The computer started being over run with pop ups and other annoying behavior. He brought the computer in to me and I ran Malwarebytes, Combofix and MSSE. I also did a system restore to the furthest back date that was there.
After multiple scan the computer came up clean with no maleware detected. He took the computer home and after 10 minutes he got a fake virus warning among other things. He brought the computer back and I scanned and cleaned again. This time he went through everything he normally does on the computer while it was sitting on my desk. Again, everything was fine and no problems.
He took the computer home and again got a fake virus warning and other issues.
Essentially, the computer works fine connected to the network at work and will for hours. But when connected to his home network it will run for about 10 minutes and then the maleware is back.

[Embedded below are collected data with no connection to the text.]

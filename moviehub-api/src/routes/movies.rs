/// Movie catalog endpoints
///
/// # Endpoints
///
/// - `GET /api/movies` - List movies (`search`, `sort`, `limit` query params)
/// - `GET /api/movies/:id` - Movie with its comments
/// - `POST /api/movies` - Submit a movie (authenticated)

use crate::{
    app::AppState,
    error::{ApiError, ApiResult},
    extract::{ApiJson, ApiPath},
    validation::not_blank,
};
use axum::{
    extract::{Query, State},
    http::StatusCode,
    Extension, Json,
};
use moviehub_shared::{
    auth::middleware::AuthContext,
    models::{
        comment::{Comment, CommentWithAuthor},
        movie::{
            clamp_limit, CreateMovie, Movie, MovieQuery, MovieSort, MovieWithCreator,
            MAX_DESCRIPTION_LENGTH, MAX_TITLE_LENGTH,
        },
    },
};
use serde::{Deserialize, Serialize};
use uuid::Uuid;
use validator::Validate;

/// Query parameters for listing movies
#[derive(Debug, Default, Deserialize)]
pub struct ListMoviesQuery {
    /// Substring matched against title or description
    pub search: Option<String>,

    /// `score` (default), `newest` or `title`
    pub sort: Option<String>,

    /// Page size, clamped to 1..=100
    pub limit: Option<i64>,
}

impl From<ListMoviesQuery> for MovieQuery {
    fn from(query: ListMoviesQuery) -> Self {
        MovieQuery {
            search: query.search,
            sort: MovieSort::parse(query.sort.as_deref()),
            limit: clamp_limit(query.limit),
        }
    }
}

/// Movie submission
#[derive(Debug, Deserialize, Validate)]
pub struct CreateMovieRequest {
    #[validate(
        length(max = MAX_TITLE_LENGTH, message = "Title must be at most 200 characters"),
        custom(function = "not_blank", message = "Title is required")
    )]
    pub title: String,

    #[validate(
        length(max = MAX_DESCRIPTION_LENGTH, message = "Description must be at most 5000 characters"),
        custom(function = "not_blank", message = "Description is required")
    )]
    pub description: String,
}

/// Movie detail response
#[derive(Debug, Serialize)]
pub struct MovieDetailResponse {
    pub movie: MovieWithCreator,

    /// Newest first
    pub comments: Vec<CommentWithAuthor>,
}

/// List movies
///
/// # Endpoint
///
/// ```text
/// GET /api/movies?search=space&sort=newest&limit=20
/// ```
pub async fn list_movies(
    State(state): State<AppState>,
    Query(query): Query<ListMoviesQuery>,
) -> ApiResult<Json<Vec<MovieWithCreator>>> {
    let movies = Movie::list(&state.db, &query.into()).await?;
    Ok(Json(movies))
}

/// Get a movie and its comments
///
/// # Errors
///
/// - `400 Bad Request`: `id` is not a UUID
/// - `404 Not Found`: Movie doesn't exist
pub async fn get_movie(
    State(state): State<AppState>,
    ApiPath(id): ApiPath<Uuid>,
) -> ApiResult<Json<MovieDetailResponse>> {
    let movie = Movie::find_by_id(&state.db, id)
        .await?
        .ok_or_else(|| ApiError::NotFound("Movie not found".to_string()))?;

    let comments = Comment::list_for_movie(&state.db, id).await?;

    Ok(Json(MovieDetailResponse { movie, comments }))
}

/// Submit a movie
///
/// # Endpoint
///
/// ```text
/// POST /api/movies
/// Authorization: Bearer <token>
///
/// { "title": "Arrival", "description": "Linguist meets heptapods." }
/// ```
///
/// Counters start at zero.
pub async fn create_movie(
    State(state): State<AppState>,
    Extension(auth): Extension<AuthContext>,
    ApiJson(req): ApiJson<CreateMovieRequest>,
) -> ApiResult<(StatusCode, Json<MovieWithCreator>)> {
    req.validate()?;

    let movie = Movie::create(
        &state.db,
        CreateMovie {
            title: req.title,
            description: req.description,
            added_by: auth.user_id,
        },
    )
    .await?;

    Ok((StatusCode::CREATED, Json(movie)))
}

I told him that he needed to call his ISP and have them check that his internet connection was secure and that no changes had been made. His ISP told him there was nothing they could do to help him and that he needed to wipe out and reload his computer. I also told him to have them change his IP address if possible but I don't know if he remembered to do that.
My question is, could these scammers have somehow gotten into his router and opened a port or two so that they could gain access to his system even if all maleware were removed? Could they have done something to the cable modem? Both?
I'm thinking the cable modem is a long shot and am leaning towards the router being tampered with. Has anyone heard of these people doing anything like that?
I have cleaned a lot of computers but this is the first one that was a victim of this type of scam.